AB 1676, though, does not specifically cover legislative staff members, prompting accusations of hypocrisy from a few female lawmakers.
“One of my consistent pet peeves of the last six years serving in this house ... has been when we pass bills through this house and pass them into law where we’re imposing them on everyone but us,” said Assemblywoman Kristin Olsen, R-Riverbank, who did not vote for the bill.
“I think it’s a slap in the face to the women in this building that work their butt off every single day,” added Assemblywoman Shannon Grove, R-Bakersfield, who also withheld her vote.
Even one of the bill’s co-authors, Assemblywoman Cristina Garcia, D-Bell Gardens, switched to become the lone “no” vote on the bill after the initial vote tally.
In a statement, Garcia criticized Senate amendments to the bill as failing “to recognize the gross pay inequity I have personally witnessed in the state Capitol and are inconsistent with the advocacy I have been doing on behalf our female staff members in the Legislature.
“I was not able to remove my name from the co-authorship because it was too late to amend the bill on the floor,” Garcia said. “While I have a lot of respect for the author and the work she has been doing, today I had to stand with the mothers, wives, nieces, grandmothers and daughters that work in the Capitol who are instrumental to the work that gets done and my vote is a reflection of my respect to them.”
In response to such criticisms, Assemblywoman Nora Campos, D-San Jose, called her bill a good start.
Also counseling patience was Assemblyman Rich Gordon, D-Menlo Park. He chairs the Assembly Rules Committee, which oversees employment policies and other Assembly operations, and said his panel was moving closer to ending the gap in which female legislative employees make 95 cents on the dollar paid to male counterparts.

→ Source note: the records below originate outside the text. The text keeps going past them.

use crate::{config, info, spotify::SpotifyClient, success, warning};

/// Adds the top search result for a query to the playback queue.
pub async fn queue(query: String) {
    let client = SpotifyClient::from_config();
    if !super::ensure_ready(&client).await {
        return;
    }

    let tracks = match client.search_tracks(&query, config::result_limit()).await {
        Ok(tracks) => tracks,
        Err(e) => {
            warning!("Search failed. Err: {}", e);
            return;
        }
    };

    let tracks = super::search::filter_explicit(tracks);
    let Some(track) = tracks.first() else {
        info!("No tracks found for \"{}\".", query);
        return;
    };

    client.add_track_to_queue(track).await;
    success!("Queued {} - {}", track.name, track.artists);
}
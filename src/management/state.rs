use std::{io::Error, io::ErrorKind, path::PathBuf};

#[derive(Debug)]
pub enum StateError {
    IoError(Error),
    SerdeError(serde_json::Error),
}

impl From<Error> for StateError {
    fn from(err: Error) -> Self {
        StateError::IoError(err)
    }
}

impl std::fmt::Display for StateError {
    fn fmt(&self, f: &mut std::fmt::Formatter<'_>) -> std::fmt::Result {
        match self {
            StateError::IoError(e) => write!(f, "io error: {}", e),
            StateError::SerdeError(e) => write!(f, "serde error: {}", e),
        }
    }
}

/// Persists the last-used playback device id between runs. Consulted by the
/// device-selection policy as a fallback when no device is active.
pub struct DeviceStateManager {
    last_device_id: Option<String>,
}

impl DeviceStateManager {
    pub fn new() -> Self {
        Self {
            last_device_id: None,
        }
    }

    pub async fn load() -> Result<Self, StateError> {
        let path = Self::get_path();
        let json = match async_fs::read_to_string(path).await {
            Ok(json) => json,
            // No remembered device yet is a normal first-run condition.
            Err(e) if e.kind() == ErrorKind::NotFound => {
                return Ok(Self::new());
            }
            Err(e) => return Err(StateError::IoError(e)),
        };

        let last_device_id: Option<String> =
            serde_json::from_str(&json).map_err(|e| StateError::SerdeError(e))?;
        Ok(Self { last_device_id })
    }

    pub async fn persist(&self) -> Result<(), StateError> {
        let path = Self::get_path();
        if let Some(parent) = path.parent() {
            async_fs::create_dir_all(parent)
                .await
                .map_err(|e| StateError::IoError(e))?;
        }

        let json = serde_json::to_string_pretty(&self.last_device_id)
            .map_err(|e| StateError::SerdeError(e))?;
        async_fs::write(path, json)
            .await
            .map_err(|e| StateError::IoError(e))
    }

    pub fn last_device_id(&self) -> Option<&str> {
        self.last_device_id.as_deref()
    }

    pub fn set_last_device_id(&mut self, id: &str) -> bool {
        if self.last_device_id.as_deref() == Some(id) {
            return false;
        }
        self.last_device_id = Some(id.to_string());
        true
    }

    fn get_path() -> PathBuf {
        let mut path = dirs::data_local_dir().unwrap_or_else(|| PathBuf::from("."));
        path.push("spotlaunch/state/last_device.json");
        path
    }
}

impl Default for DeviceStateManager {
    fn default() -> Self {
        Self::new()
    }
}
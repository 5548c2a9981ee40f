//! # CLI Module
//!
//! This module provides the command-line interface layer for spotlaunch. It
//! stands in for the launcher host: each command runs one request sequence
//! against the Spotify client and renders the outcome, exactly the way a
//! launcher trigger invocation would.
//!
//! ## Commands
//!
//! - [`play`] - Search for a track and start playback, picking a device via
//!   the selection policy or launching a local client when none exists
//! - [`queue`] - Add the top search result to the playback queue
//! - [`search`] - Show matching tracks as a table, warming the cover cache
//! - [`devices`] - List the playback devices registered with the account
//! - [`check`] - Verify credentials and connectivity with a token refresh
//!
//! ## Shared flow
//!
//! Commands that talk to the Web API share one preamble: probe the accounts
//! server for reachability, then refresh the access token if it is missing
//! or expired. Both failure modes surface as informational messages rather
//! than errors; raw transport errors never reach the user.

mod check;
mod devices;
mod play;
mod queue;
mod search;

pub use check::check;
pub use devices::devices;
pub use play::play;
pub use queue::queue;
pub use search::search;

use crate::{info, spotify::SpotifyClient, warning};

/// Runs the connectivity probe and token-expiry preamble shared by all
/// API-facing commands. Returns false (after printing guidance) when the
/// server is unreachable or the credentials are rejected.
pub(crate) async fn ensure_ready(client: &SpotifyClient) -> bool {
    if !client.check_server_response().await {
        info!("Can't get an answer from the server. Please, check your internet connection.");
        return false;
    }

    if client.is_token_expired().await {
        if !client.refresh_access_token().await {
            let err = client.last_error().await;
            if err.is_empty() {
                warning!("Wrong credentials. Please, check the configuration.");
            } else {
                warning!("Wrong credentials. Spotify Web API returns: \"{}\"", err);
            }
            return false;
        }
    }

    true
}
use spotlaunch::management::{DeviceChoice, choose_device};
use spotlaunch::types::Device;

// Helper function to create a test device
fn create_test_device(id: &str, active: bool) -> Device {
    Device {
        id: id.to_string(),
        name: format!("Device {}", id),
        kind: "Computer".to_string(),
        is_active: active,
    }
}

#[test]
fn test_empty_device_list_signals_no_devices() {
    let choice = choose_device(&[], Some("a"));

    assert_eq!(choice, DeviceChoice::NoDevices);
}

#[test]
fn test_active_device_wins_over_last_used() {
    let devices = vec![
        create_test_device("a", false),
        create_test_device("b", true),
    ];

    let choice = choose_device(&devices, Some("a"));

    match choice {
        DeviceChoice::Use { device, remember } => {
            assert_eq!(device.id, "b");
            // The active pick becomes the new remembered device.
            assert!(remember);
        }
        DeviceChoice::NoDevices => panic!("expected a device"),
    }
}

#[test]
fn test_last_used_device_chosen_without_remembering() {
    let devices = vec![
        create_test_device("a", false),
        create_test_device("c", false),
    ];

    let choice = choose_device(&devices, Some("a"));

    match choice {
        DeviceChoice::Use { device, remember } => {
            assert_eq!(device.id, "a");
            // Already the remembered choice, no persistence update.
            assert!(!remember);
        }
        DeviceChoice::NoDevices => panic!("expected a device"),
    }
}

#[test]
fn test_first_device_is_fallback_and_remembered() {
    let devices = vec![
        create_test_device("x", false),
        create_test_device("y", false),
    ];

    let choice = choose_device(&devices, Some("gone"));

    match choice {
        DeviceChoice::Use { device, remember } => {
            assert_eq!(device.id, "x");
            assert!(remember);
        }
        DeviceChoice::NoDevices => panic!("expected a device"),
    }
}

#[test]
fn test_no_last_used_falls_back_to_first_device() {
    let devices = vec![
        create_test_device("x", false),
        create_test_device("y", false),
    ];

    let choice = choose_device(&devices, None);

    match choice {
        DeviceChoice::Use { device, remember } => {
            assert_eq!(device.id, "x");
            assert!(remember);
        }
        DeviceChoice::NoDevices => panic!("expected a device"),
    }
}

#[test]
fn test_single_active_device_is_chosen() {
    let devices = vec![create_test_device("only", true)];

    let choice = choose_device(&devices, None);

    match choice {
        DeviceChoice::Use { device, remember } => {
            assert_eq!(device.id, "only");
            assert!(remember);
        }
        DeviceChoice::NoDevices => panic!("expected a device"),
    }
}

“We’ve been making tremendous progress,” Gordon said. “We have worked hard to improve pay equity in this house.”
When AB 1676 came up on the Senate floor earlier this month, senators said the upper house was working on a similar policy. An email from The Sacramento Bee to Senate officials seeking clarification went unanswered.
Editor’s note: This post was updated at 5:50 p.m. Aug. 29 to include Assemblywoman Garcia’s statement.